If multiple processes access the same large file concurrently (e.g., for different chunk uploads), it can cause disk I/O bottlenecks.

🔄 Single-Threaded Upload or Download

Using plain single-process gsutil cp or GCS SDK (e.g., Node.js @google-cloud/storage) tends to serialize operations and is slow for large files.

✅ Optimization Solutions

Upgrade VM Instance

Use higher-spec VMs (e.g., n2-standard-8) to benefit from increased bandwidth and better parallelism.

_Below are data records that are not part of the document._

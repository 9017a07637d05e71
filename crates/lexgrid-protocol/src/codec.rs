//! Codec trait and implementations for serializing/deserializing events.
//!
//! A "codec" (coder/decoder) converts between Rust types and raw bytes.
//! The rest of the server only needs something implementing [`Codec`];
//! [`JsonCodec`] is the one the browser client speaks.

use serde::{Serialize, de::DeserializeOwned};

use crate::ProtocolError;

/// A codec that can encode Rust types to bytes and decode bytes back.
///
/// `Send + Sync + 'static` because one codec is shared by every
/// connection task.
pub trait Codec: Send + Sync + 'static {
    /// Serializes a value into bytes.
    ///
    /// # Errors
    /// Returns `ProtocolError::Encode` if serialization fails.
    fn encode<T: Serialize>(&self, value: &T) -> Result<Vec<u8>, ProtocolError>;

    /// Deserializes bytes back into a value.
    ///
    /// Decoding is the only gate between untrusted bytes and typed events:
    /// callers drop the frame on error and keep the connection open.
    ///
    /// # Errors
    /// Returns `ProtocolError::Decode` if the bytes are malformed or don't
    /// match the expected type.
    fn decode<T: DeserializeOwned>(&self, data: &[u8]) -> Result<T, ProtocolError>;
}

// ---------------------------------------------------------------------------
// JsonCodec
// ---------------------------------------------------------------------------

/// A [`Codec`] that uses JSON (via `serde_json`).
///
/// ## Example
///
/// ```rust
/// use lexgrid_protocol::{ClientEvent, Codec, JsonCodec};
///
/// let codec = JsonCodec;
/// let bytes = codec.encode(&ClientEvent::SetReady { is_ready: true }).unwrap();
/// assert_eq!(bytes, br#"{"event":"room:set-ready","data":{"isReady":true}}"#);
///
/// let back: ClientEvent = codec.decode(&bytes).unwrap();
/// assert_eq!(back, ClientEvent::SetReady { is_ready: true });
/// ```
#[cfg(feature = "json")]
#[derive(Debug, Clone, Copy, Default)]
pub struct JsonCodec;

#[cfg(feature = "json")]
impl Codec for JsonCodec {
    fn encode<T: Serialize>(&self, value: &T) -> Result<Vec<u8>, ProtocolError> {
        serde_json::to_vec(value).map_err(ProtocolError::Encode)
    }

    fn decode<T: DeserializeOwned>(&self, data: &[u8]) -> Result<T, ProtocolError> {
        serde_json::from_slice(data).map_err(ProtocolError::Decode)
    }
}
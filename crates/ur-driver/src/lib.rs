//! 驱动层模块
//!
//! 本模块提供 UR 机械臂的运动指令生成功能，包括：
//! - 轨迹输入校验（委托 `ur-trajectory`）
//! - 重采样与 `servoj` 程序块生成
//! - 实时通道抽象（`RealtimeChannel`）与基于 crossbeam 的队列实现
//! - IO / 负载 / 速度 / 停止等单条指令
//! - TOML 配置加载
//!
//! # 不在本层范围内
//!
//! 实时通道的发送循环与 socket、状态通道、连接生命周期、遥测解析。
//! 这些由外部协作者实现，本层只依赖 `RealtimeChannel::enqueue`。

pub mod channel;
pub mod config;
mod driver;
pub mod emitter;
mod error;
pub mod version;

/// UR 机械臂关节数
pub const UR_JOINT_COUNT: usize = 6;

pub use channel::{QueueChannel, RealtimeChannel};
pub use config::{DEFAULT_JOINT_NAMES, DriverConfig};
pub use driver::UrDriver;
pub use emitter::emit;
pub use error::{ChannelError, DriverError};
pub use version::ControllerVersion;
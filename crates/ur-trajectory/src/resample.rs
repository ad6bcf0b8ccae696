//! 时间网格重采样
//!
//! 将稀疏路点展开为时间上近似均匀的密集采样，供实时控制循环逐条执行。
//!
//! # 算法
//!
//! 1. **主网格**：每段 `dt` 划分为 `steps = ceil(dt / max_time_step)` 等份（至少 1 份），
//!    输出 `t_{i-1} + step·k`（`k = 0..steps`，不含段终点）。相邻网格点间距 ≤ `max_time_step`。
//! 2. **减速尾段**：从最后一个网格点起按固定控制周期（默认 8ms）追加，直到下一个点
//!    会到达或越过终点为止，越过终点的那个点不保留。
//! 3. **逐点插值**：双指针线性扫描，路点索引只前进不回退，复杂度 O(网格数 + 路点数)。
//! 4. **精确到达**：最后追加终点路点本身（时间戳与位置原样拷贝，不重新计算）。

use crate::error::TrajectoryError;
use crate::trajectory::{JointVector, Segment, Trajectory};
use tracing::trace;

/// 控制器固定控制周期（秒）
pub const DEFAULT_CYCLE_PERIOD: f64 = 0.008;

/// 重采样参数
///
/// 只能通过校验构造：两个参数均为有限正数。
#[derive(Debug, Clone, Copy, PartialEq)]
pub struct ResampleConfig {
    max_time_step: f64,
    cycle_period: f64,
}

impl ResampleConfig {
    /// 使用默认控制周期（8ms）创建
    ///
    /// # 错误
    ///
    /// `max_time_step` 非有限或 ≤ 0 时返回 `TrajectoryError::InvalidTimeStep`。
    pub fn new(max_time_step: f64) -> Result<Self, TrajectoryError> {
        if !(max_time_step.is_finite() && max_time_step > 0.0) {
            return Err(TrajectoryError::InvalidTimeStep(max_time_step));
        }
        Ok(Self {
            max_time_step,
            cycle_period: DEFAULT_CYCLE_PERIOD,
        })
    }

    /// 替换减速尾段的控制周期
    pub fn with_cycle_period(mut self, cycle_period: f64) -> Result<Self, TrajectoryError> {
        if !(cycle_period.is_finite() && cycle_period > 0.0) {
            return Err(TrajectoryError::InvalidCyclePeriod(cycle_period));
        }
        self.cycle_period = cycle_period;
        Ok(self)
    }

    /// 相邻采样点之间允许的最大间隔（秒）
    pub fn max_time_step(&self) -> f64 {
        self.max_time_step
    }

    /// 减速尾段的步长（秒）
    pub fn cycle_period(&self) -> f64 {
        self.cycle_period
    }
}

/// 网格采样点
#[derive(Debug, Clone, PartialEq)]
#[cfg_attr(feature = "serde", derive(serde::Serialize, serde::Deserialize))]
pub struct GridSample {
    /// 绝对时间戳（秒）
    pub timestamp: f64,
    /// 关节目标位置
    pub position: JointVector,
}

/// 重采样结果
///
/// 至少包含 2 个采样点，最后一个恰好是轨迹终点路点。
#[derive(Debug, Clone, PartialEq)]
#[cfg_attr(feature = "serde", derive(serde::Serialize))]
pub struct ResampledTrajectory {
    samples: Vec<GridSample>,
}

impl ResampledTrajectory {
    pub fn samples(&self) -> &[GridSample] {
        &self.samples
    }

    /// 时间网格
    pub fn grid(&self) -> impl Iterator<Item = f64> + '_ {
        self.samples.iter().map(|s| s.timestamp)
    }

    pub fn len(&self) -> usize {
        self.samples.len()
    }

    pub fn is_empty(&self) -> bool {
        self.samples.is_empty()
    }

    pub fn last(&self) -> Option<&GridSample> {
        self.samples.last()
    }

    /// 遍历相邻采样点对：`(距上一点的时长, 目标位置)`
    ///
    /// 从第二个采样点开始，共 `len() - 1` 项，每项对应一条运动语句。
    pub fn intervals(&self) -> impl Iterator<Item = (f64, &[f64])> + '_ {
        self.samples
            .windows(2)
            .map(|pair| (pair[1].timestamp - pair[0].timestamp, pair[1].position.as_slice()))
    }

    pub fn into_samples(self) -> Vec<GridSample> {
        self.samples
    }
}

/// 重采样轨迹
///
/// 输入已由 `Trajectory` 校验，本函数不会失败。同样的输入总是产生完全相同的输出。
pub fn resample(trajectory: &Trajectory, config: &ResampleConfig) -> ResampledTrajectory {
    let waypoints = trajectory.waypoints();
    let end_time = trajectory.end_time();

    let mut grid = build_time_grid(trajectory, config.max_time_step);

    // 浮点舍入在极端时间戳下可能让主网格点落在终点上；终点由第 4 步单独追加
    let before_end = grid.partition_point(|&t| t < end_time);
    grid.truncate(before_end);

    append_stop_tail(&mut grid, end_time, config.cycle_period);

    let mut samples = Vec::with_capacity(grid.len() + 1);
    let last_index = waypoints.len() - 1;
    let mut j = 1;
    for &t in &grid {
        // grid 中所有点 < end_time，因此 j 不会越过 last_index
        while j < last_index && waypoints[j].timestamp() <= t {
            j += 1;
        }
        let segment = trajectory
            .segment(j - 1)
            .unwrap_or_else(|| unreachable!("segment index {} out of range", j - 1));
        samples.push(sample_segment(&segment, t));
    }

    let last = trajectory.last();
    samples.push(GridSample {
        timestamp: last.timestamp(),
        position: last.position().iter().copied().collect(),
    });

    trace!(
        waypoints = waypoints.len(),
        samples = samples.len(),
        "Resampled trajectory"
    );

    ResampledTrajectory { samples }
}

fn sample_segment(segment: &Segment<'_>, t: f64) -> GridSample {
    GridSample {
        timestamp: t,
        position: segment.position_at(t - segment.start().timestamp()),
    }
}

/// 构建主网格（不含轨迹终点）
fn build_time_grid(trajectory: &Trajectory, max_time_step: f64) -> Vec<f64> {
    let mut grid = Vec::new();

    for segment in trajectory.segments() {
        let start = segment.start().timestamp();
        let dt = segment.duration();
        let steps = ((dt / max_time_step).ceil() as usize).max(1);
        let step_size = dt / steps as f64;

        grid.extend((0..steps).map(|k| start + step_size * k as f64));
    }

    grid
}

/// 追加减速尾段
///
/// 以 `cycle_period` 为步长继续追加，下一个点到达或越过 `end_time` 时停止，
/// 该点不保留，给终点留出一个不足一个周期的最后一步。
///
/// 网格为空、或最后一点已不早于 `end_time` 时不追加也不删除任何点。
/// 若加上周期后数值不再增长（时间戳量级过大），同样停止。
pub(crate) fn append_stop_tail(grid: &mut Vec<f64>, end_time: f64, cycle_period: f64) {
    while let Some(&last) = grid.last() {
        let next = last + cycle_period;
        if next >= end_time || next <= last {
            break;
        }
        grid.push(next);
    }
}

🚀 Faster Upload: gsutil + Composite Uploads

Use the following command:

gsutil -o "GSUtil:parallel_composite_upload_threshold=150M" -m cp file.tar/bucket/

Why this works:

  • -m enables multi-threading
  • parallel_composite_upload_threshold=150M breaks large files into smaller chunks (composite uploads)
  • Each chunk is uploaded in parallel and recombined on GCS
  • Ideal for large files (150MB+), speeds up I/O significantly

📥 Faster Download: rsync from FUSE

Instead of downloading directly via API or gsutil cp, use FUSE-mounted GCS + rsync to a local directory:

rsync -aH --progress /mnt/gcs/folder/file ./local_dir/

Why this works:

  • rsync is optimized for file diffing and streaming
  • FUSE already abstracts remote GCS file, and rsync makes best use of local cache and efficient transfer

🔧 Code Integration Examples

These optimizations are already integrated in:

📁 libs/importer/src/util/gcs.ts

Function Description Optimization Used
getFile/readGSFunc() optimized FUSE-based download FUSE Download
uploadImage/uploadUtil() optimized chunked upload with gsutil Composite Upload

📊 Real-World Benchmark Results

We performed a simulated comparison using the same VM instance: n2-standard-4

# Type Method File Size Avg Speed Notes
1 Upload TypeScript SDK 1.5 GB ~30 Mb/s Single-threaded, slower
2 Upload gsutil -m w/ composite 1.5 GB ~280 Mb/s Much faster with chunk uploads
3 Download Plain + copy 1.5 GB ~60 Mb/s
4 Download FUSE + rsync 1.5 GB ~160 Mb/s Efficient streaming via copy FUSE

🏆 Result: 3-4x improvement with simple CLI-level optimization!

⚠️ Tradeoffs to Consider

  • 🧩 Composite uploads create temporary chunks in your GCS bucket during transfer
  • They increase short-term storage usage slightly
  • However, GCS automatically merges and cleans up these parts after upload

In most cases, this tradeoff is minimal and acceptable for better speed

🎯 Quick Reference

🚀 For Faster Uploads:

gsutil -o "GSUtil:parallel_composite_upload_threshold=150M" -m cp [file] gs://[bucket]/

📥 For Faster Downloads:

rsync -aH --progress /mnt/gcs/folder/file ./local_dir/

💻 In Code:

  • Use getFile/readGSFunc() for optimized downloads
  • Use uploadImage/uploadUtil() for optimized uploads

Pro Tip: These optimizations work best with files 150MB+ and can provide 3-4x performance improvements in real-world scenarios!